"La La Land" which swept away with most of the awards at the Golden Globes took another major Hollywood trophy as Damien Chazelle won the best director award at the 69th annual Directors Guild of America Awards.
Chazelle, who helmed the dazzling LA-set musical starring Ryan Gosling and Emma Stone, was named best feature film director at the star-studded ceremony, which took place at the Beverly Hilton Hotel, according to The Hollywood Reporter.
While accepting the honour Chazelle, 32, said, "I'm a movie maker because I love movies. I was three years old watching Cinderella on loop."
"I felt that movies were powerful because they speak to everyone: all countries all cultures," he added.
Chazelle's candy-colored love story's DGA win, coming in the wake of victories at the Golden Globes and the Producers Guild of America, further consolidates its position as the Oscar front-runner, where it has earned a record-equalling 14 nominations, including best actor and actress.
The DGA prize is generally considered an accurate predictor for Oscar accomplishment as it has a strong handle on who goes on to win the best director at the Academy Awards, with best picture usually following.
Chazelle defeated "Moonlight" director Barry Jenkins, Kenneth Lonergan of "Manchester by the Sea", Denis Villeneuve of "Arrival" and "Lion" helmer Garth Davis in the best feature-film directing award. All five were first-time DGA Award nominees in the mentioned category.
However, Davis did not go home empty-handed as he nabbed the first-time feature directing award for "Lion" beating out Tim Miller ("Deadpool"), Kelly Fremon Craig ("Edge of Seventeen"), Dan Trachtenberg ("10 Cloverfield Lane") and Nate Parker ("The Birth of a Nation")? for the prize, handed out for only the second time this year.
"Lion" starring Dev Patel, Rooney Mara, Nicole Kidman and child actor Sunny Pawar has also bagged six nominations at the Academy Awards, including best director and picture.

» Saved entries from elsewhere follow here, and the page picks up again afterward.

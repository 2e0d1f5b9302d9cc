//! Test-only helpers: sample models and scripted stand-ins for `go run`.

use std::fs;
use std::io;
use std::path::{Path, PathBuf};
use std::sync::{Arc, Mutex};

use tracing_subscriber::fmt::MakeWriter;

use crate::core::codec;
use crate::io::config::ReflectConfig;
use crate::io::toolchain::Toolchain;
use crate::model::{ChanDir, FuncType, Interface, Method, Package, Parameter, Type};

/// Model package named in test configs; scripted toolchains never build it.
pub const TEST_MODEL_IMPORT_PATH: &str = "example.org/mockgen/model";

/// A valid config creating workspaces under `temp_root`.
pub fn test_config(temp_root: &Path) -> ReflectConfig {
    ReflectConfig {
        model_import_path: Some(TEST_MODEL_IMPORT_PATH.to_string()),
        temp_root: Some(temp_root.to_path_buf()),
        ..ReflectConfig::default()
    }
}

/// `example.com/widget` with `Fetcher { Get(id string) (*Item, error) }`.
pub fn fetcher_package() -> Package {
    Package {
        name: "widget".to_string(),
        interfaces: vec![Interface {
            name: "Fetcher".to_string(),
            methods: vec![Method {
                name: "Get".to_string(),
                params: vec![Parameter {
                    name: "id".to_string(),
                    ty: Type::predeclared("string"),
                }],
                results: vec![
                    Parameter::unnamed(Type::pointer(Type::named("example.com/widget", "Item"))),
                    Parameter::unnamed(Type::named("", "error")),
                ],
                variadic: None,
            }],
        }],
    }
}

/// A package whose single method takes one parameter of every type variant,
/// in the order named, pointer, array, map, chan, func, predeclared.
pub fn every_variant_package() -> Package {
    let params = vec![
        Type::named("example.com/widget", "Item"),
        Type::pointer(Type::named("example.com/widget", "Item")),
        Type::slice(Type::predeclared("byte")),
        Type::Map {
            key: Box::new(Type::predeclared("string")),
            value: Box::new(Type::Array {
                len: Some(3),
                elem: Box::new(Type::predeclared("int")),
            }),
        },
        Type::Chan {
            dir: ChanDir::Send,
            elem: Box::new(Type::named("", "error")),
        },
        Type::Func(FuncType {
            params: vec![Parameter::unnamed(Type::predeclared("int"))],
            results: vec![Parameter::unnamed(Type::named("", "error"))],
            variadic: Some(Box::new(Parameter::unnamed(Type::predeclared("string")))),
        }),
        Type::predeclared("uint64"),
    ];

    Package {
        name: "widget".to_string(),
        interfaces: vec![Interface {
            name: "Everything".to_string(),
            methods: vec![Method {
                name: "Take".to_string(),
                params: params
                    .into_iter()
                    .enumerate()
                    .map(|(i, ty)| Parameter {
                        name: format!("p{i}"),
                        ty,
                    })
                    .collect(),
                results: Vec::new(),
                variadic: Some(Parameter::unnamed(Type::named("", "any"))),
            }],
        }],
    }
}

/// A toolchain that runs `script` with `sh -c`; `$1` is the program file.
pub fn shell_toolchain(script: &str) -> Toolchain {
    Toolchain {
        command: vec![
            "sh".to_string(),
            "-c".to_string(),
            script.to_string(),
            "sh".to_string(),
        ],
        timeout: None,
    }
}

/// A toolchain standing in for a package that declares only `symbol`.
///
/// Programs reflecting on `symbol` print `bytes`; any other symbol fails
/// with a reflection diagnostic and exit status 1.
pub fn fixture_toolchain(dir: &Path, symbol: &str, bytes: &[u8]) -> Toolchain {
    let fixture = dir.join("fixture.cbor");
    fs::write(&fixture, bytes).expect("write fixture");
    shell_toolchain(&format!(
        "grep -q 'pkg_.{symbol})' \"$1\" || {{ echo 'Reflection: missing symbol' >&2; exit 1; }}; cat '{}'",
        fixture.display()
    ))
}

/// A toolchain that serves `pkg` as the reflection output.
pub fn model_toolchain(dir: &Path, symbol: &str, pkg: &Package) -> Toolchain {
    let bytes = codec::encode(pkg).expect("encode fixture");
    fixture_toolchain(dir, symbol, &bytes)
}

/// Wrap `inner` so it first appends its working directory to `record`.
pub fn recording(record: &Path, inner: &Toolchain) -> Toolchain {
    let script = inner.command.get(2).cloned().unwrap_or_default();
    shell_toolchain(&format!("pwd >> '{}'; {script}", record.display()))
}

/// Working directories recorded by [`recording`] toolchains.
pub fn recorded_dirs(record: &Path) -> Vec<PathBuf> {
    fs::read_to_string(record)
        .unwrap_or_default()
        .lines()
        .map(PathBuf::from)
        .collect()
}

/// In-memory sink for formatted tracing output.
#[derive(Debug, Clone, Default)]
pub struct LogCapture(Arc<Mutex<Vec<u8>>>);

impl LogCapture {
    pub fn contents(&self) -> String {
        let buf = self.0.lock().expect("log capture lock");
        String::from_utf8_lossy(&buf).into_owned()
    }
}

impl io::Write for LogCapture {
    fn write(&mut self, data: &[u8]) -> io::Result<usize> {
        self.0.lock().expect("log capture lock").extend_from_slice(data);
        Ok(data.len())
    }

    fn flush(&mut self) -> io::Result<()> {
        Ok(())
    }
}

impl<'a> MakeWriter<'a> for LogCapture {
    type Writer = LogCapture;

    fn make_writer(&'a self) -> Self::Writer {
        self.clone()
    }
}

Collecting his award, Davis paid tribute to the entire cast of his film including Pawar, who was sitting next to Kidman at the ceremony.
"There's no doubt as a director, I was lucky. I was gifted such a magnificent and beautiful script but with that came immense responsibility. The first half of the film relies on the performance of a five-year-old child who did not speak English. I love you Sunny," he said.
Meanwhile, Christopher Nolan, Billy Crudup and Michael Fassbender all joined forces to lionize veteran director Ridley Scott, who was honoured with the DGA's Lifetime Achievement Award.
In addition, leading the list of TV winners were Miguel Sapochnik, who took the prize for best dramatic TV series direction for staging the massive "The Battle of the Bastards" episode of "Game of Thrones", Becky Martin, in the comedy series category, for the "Inauguration" episode of "Veep" and writer-turned-director Steven Zaillian, in the movies for TV/miniseries category, for "The Night Of".